It is only natural to want some guidance from your auditors on what should go into these reports, and experts agree you should
seek it. Barry Cohen, vice president of applications management at Wells Real Estate Funds, says members of his team regularly
met with auditors to receive help in navigating a maze of regulations that included Sarb-Ox, the Patriot Act, SEC 17a-4, and
NASD 3110. “Your auditors can provide valuable guidance,” he says.
It is a distinctive feature of 21st century corporate governance, however, that your auditors can’t tell you what to do. In
the ’90s, the big audit companies often played both sides of the fence, serving as technology consultants to the same companies
they audited. Conflicts of interest forced auditors to shed their consulting businesses, and recent federal mandates strongly
discourage auditors from acting as consultants.

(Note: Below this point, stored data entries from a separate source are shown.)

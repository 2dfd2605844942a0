use std::cmp::Ordering;
use std::collections::BTreeMap;

use crate::audio_node::AudioNodeCookedData;
use crate::debug::DebugSummary;
use crate::group_value::{GroupType, GroupValueCookedData, GroupValueCookedDataSet};
use crate::language::LanguageMap;
use crate::leaf::SoundBankCookedData;

#[derive(Debug, Clone, Default, PartialEq, Eq)]
pub struct DialogueEventCookedData {
    pub dialogue_event_id: u32,
    pub sound_banks: Vec<SoundBankCookedData>,
    /// Candidate nodes keyed by the group values gating their leaves.
    ///
    /// Depending on how the project exposes nodes this is either every
    /// node, or a single node with id `0` that serves every resolution.
    pub audio_nodes: BTreeMap<GroupValueCookedDataSet, AudioNodeCookedData>,
    pub debug_name: String,
}

impl DialogueEventCookedData {
    pub fn new(dialogue_event_id: u32, debug_name: impl Into<String>) -> Self {
        Self {
            dialogue_event_id,
            debug_name: debug_name.into(),
            ..Default::default()
        }
    }

    pub fn debug_string(&self) -> String {
        DebugSummary::new("DialogueEvent", &self.debug_name, self.dialogue_event_id)
            .count(self.sound_banks.len(), "SoundBanks")
            .count(self.audio_nodes.len(), "AudioNodes")
            .finish()
    }
}

/// One argument of a dialogue event's resolution path.
///
/// Equality and ordering use `(group_type, group_id)` only.
#[derive(Debug, Clone, Default)]
pub struct DialogueArgumentItem {
    pub group_type: GroupType,
    pub group_id: u32,
    pub debug_name: String,
}

impl DialogueArgumentItem {
    pub fn new(group_type: GroupType, group_id: u32) -> Self {
        Self {
            group_type,
            group_id,
            debug_name: String::new(),
        }
    }

    /// The argument slot a supplied group value would fill.
    pub fn from_group_value(value: &GroupValueCookedData) -> Self {
        Self {
            group_type: value.group_type,
            group_id: value.group_id,
            debug_name: String::new(),
        }
    }

    fn identity(&self) -> (GroupType, u32) {
        (self.group_type, self.group_id)
    }
}

impl PartialEq for DialogueArgumentItem {
    fn eq(&self, other: &Self) -> bool {
        self.identity() == other.identity()
    }
}

impl Eq for DialogueArgumentItem {}

impl PartialOrd for DialogueArgumentItem {
    fn partial_cmp(&self, other: &Self) -> Option<Ordering> {
        Some(self.cmp(other))
    }
}

impl Ord for DialogueArgumentItem {
    fn cmp(&self, other: &Self) -> Ordering {
        self.identity().cmp(&other.identity())
    }
}

/// Maps each argument to the slot positions it fills in the resolution key.
#[derive(Debug, Clone, Default, PartialEq, Eq)]
pub struct RequiredArguments {
    pub positions: BTreeMap<DialogueArgumentItem, Vec<i32>>,
}

impl RequiredArguments {
    pub fn new() -> Self {
        Self::default()
    }

    /// Declare `item` at `position`.
    pub fn with(mut self, item: DialogueArgumentItem, position: i32) -> Self {
        self.positions.entry(item).or_default().push(position);
        self
    }

    /// Number of slots in the resolution key.
    pub fn required_count(&self) -> usize {
        self.positions.values().map(Vec::len).sum()
    }

    pub fn positions_of(&self, item: &DialogueArgumentItem) -> Option<&[i32]> {
        self.positions.get(item).map(Vec::as_slice)
    }
}

#[derive(Debug, Clone, Default, PartialEq, Eq)]
pub struct LocalizedDialogueEventCookedData {
    pub dialogue_event_language_map: LanguageMap<DialogueEventCookedData>,
    pub debug_name: String,
    pub dialogue_event_id: u32,
    pub required_arguments: RequiredArguments,
}

#[cfg(test)]
mod tests {
    use super::*;

    #[test]
    fn test_required_count_sums_positions() {
        let required = RequiredArguments::new()
            .with(DialogueArgumentItem::new(GroupType::Switch, 1), 0)
            .with(DialogueArgumentItem::new(GroupType::Switch, 2), 1)
            .with(DialogueArgumentItem::new(GroupType::Switch, 2), 2);
        assert_eq!(required.required_count(), 3);
        assert_eq!(
            required.positions_of(&DialogueArgumentItem::new(GroupType::Switch, 2)),
            Some(&[1, 2][..])
        );
        assert_eq!(
            required.positions_of(&DialogueArgumentItem::new(GroupType::State, 2)),
            None
        );
    }

    #[test]
    fn test_argument_item_ignores_debug_name() {
        let mut named = DialogueArgumentItem::new(GroupType::State, 9);
        named.debug_name = "Mood".into();
        assert_eq!(named, DialogueArgumentItem::new(GroupType::State, 9));
        assert_eq!(
            DialogueArgumentItem::from_group_value(&GroupValueCookedData::state(9, 4)),
            named
        );
    }
}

That’s good for business ethics, but it can create major headaches. “It’s driving everyone batty,” AMR’s Hagerty says. “I
hear so many IT executives complain that they can’t get any definitive answers from their auditors on what to do.”
“It’s a real gotcha,” says Irving Tyler, vice president and CIO of Quaker Chemical, which makes specialty chemical products
for the steel, automotive, and aerospace industries. “You want to satisfy [external auditors’] requirements, but they can’t
tell you how to satisfy their requirements.”
And what they do tell you may vary. “The big four audit firms all disagree on what is adequate for regulatory compliance,”
Energen’s Wagner says. “In fact, there is often disagreement within the same firm.”
McDonald’s Jensen likens feedback from your auditor to listening to the oracle of the Federal Reserve, Alan Greenspan, for
hints as to where the economy is headed. “He speaks and you try to interpret afterwards what he really meant,” Jensen says.
So, don’t expect definitive answers but keep asking anyway. “I know some IT executives who were afraid to talk to their auditors
for fear of what they might hear,” AMR’s Hagerty says. “Avoidance is not a good strategy.”
There is no out-of-the-box solution
As was the case with Y2K, vendors are once again seeing a gold mine.
Sean Culbert, managing director at BearingPoint, heads that company’s global compliance consultancy team for the financial
services industry. He says compliance tools can help, but warns against expecting too much from any one product. “I can’t
walk into an organization and say, ‘Here it is, your ACME compliance kit that will solve all your problems.’ ”
Culbert points to the AML (Anti-Money Laundering) section of the Patriot Act, which requires financial institutions to review
transactions for suspicious movements of cash. “I saw so many clients rush out and buy AML packages,” he explains. “Later
… they realized they had one more piece of expensive software that didn’t fit into an overall compliance strategy.”
Wells Real Estate Funds’ Cohen, saw competitors go out and spend a lot of money on off-the-shelf Patriot Act compliance tools.
“AML and OFAC [Office of Foreign Asset Control] are two of the biggest compliance items in the Patriot Act,” Cohen says. “OFAC
is about knowing who you do business with -- you want to identify known terrorists and shut them out.”
Cohen and his team built their own Patriot Act compliance solution using software from Informatica, which extracts the necessary
data. “We purchased WorldTracker, an OFAC checker from ChoicePoint,” Cohen explains. “And we use Informatica to pump data
from our warehouse into the checker.” (None of the data left Wells, so the company was not affected by ChoicePoint’s recent
security problems.) Cohen estimates he was able to do this for approximately one-tenth of the cost of packaged solutions.
Pay strict attention to a document’s shelf life
Regulations such as SEC 17a-4 primarily apply to the financial services industry and call for the retention of certain documents.
Peter Gerr, an analyst at Enterprise Strategy Group, observes that many IT executives are still unclear as to which documents
they should retain and for how long. “Some organizations have been ill-advised about this, and others have chosen to simply
take a shotgun approach and retain everything,” he says.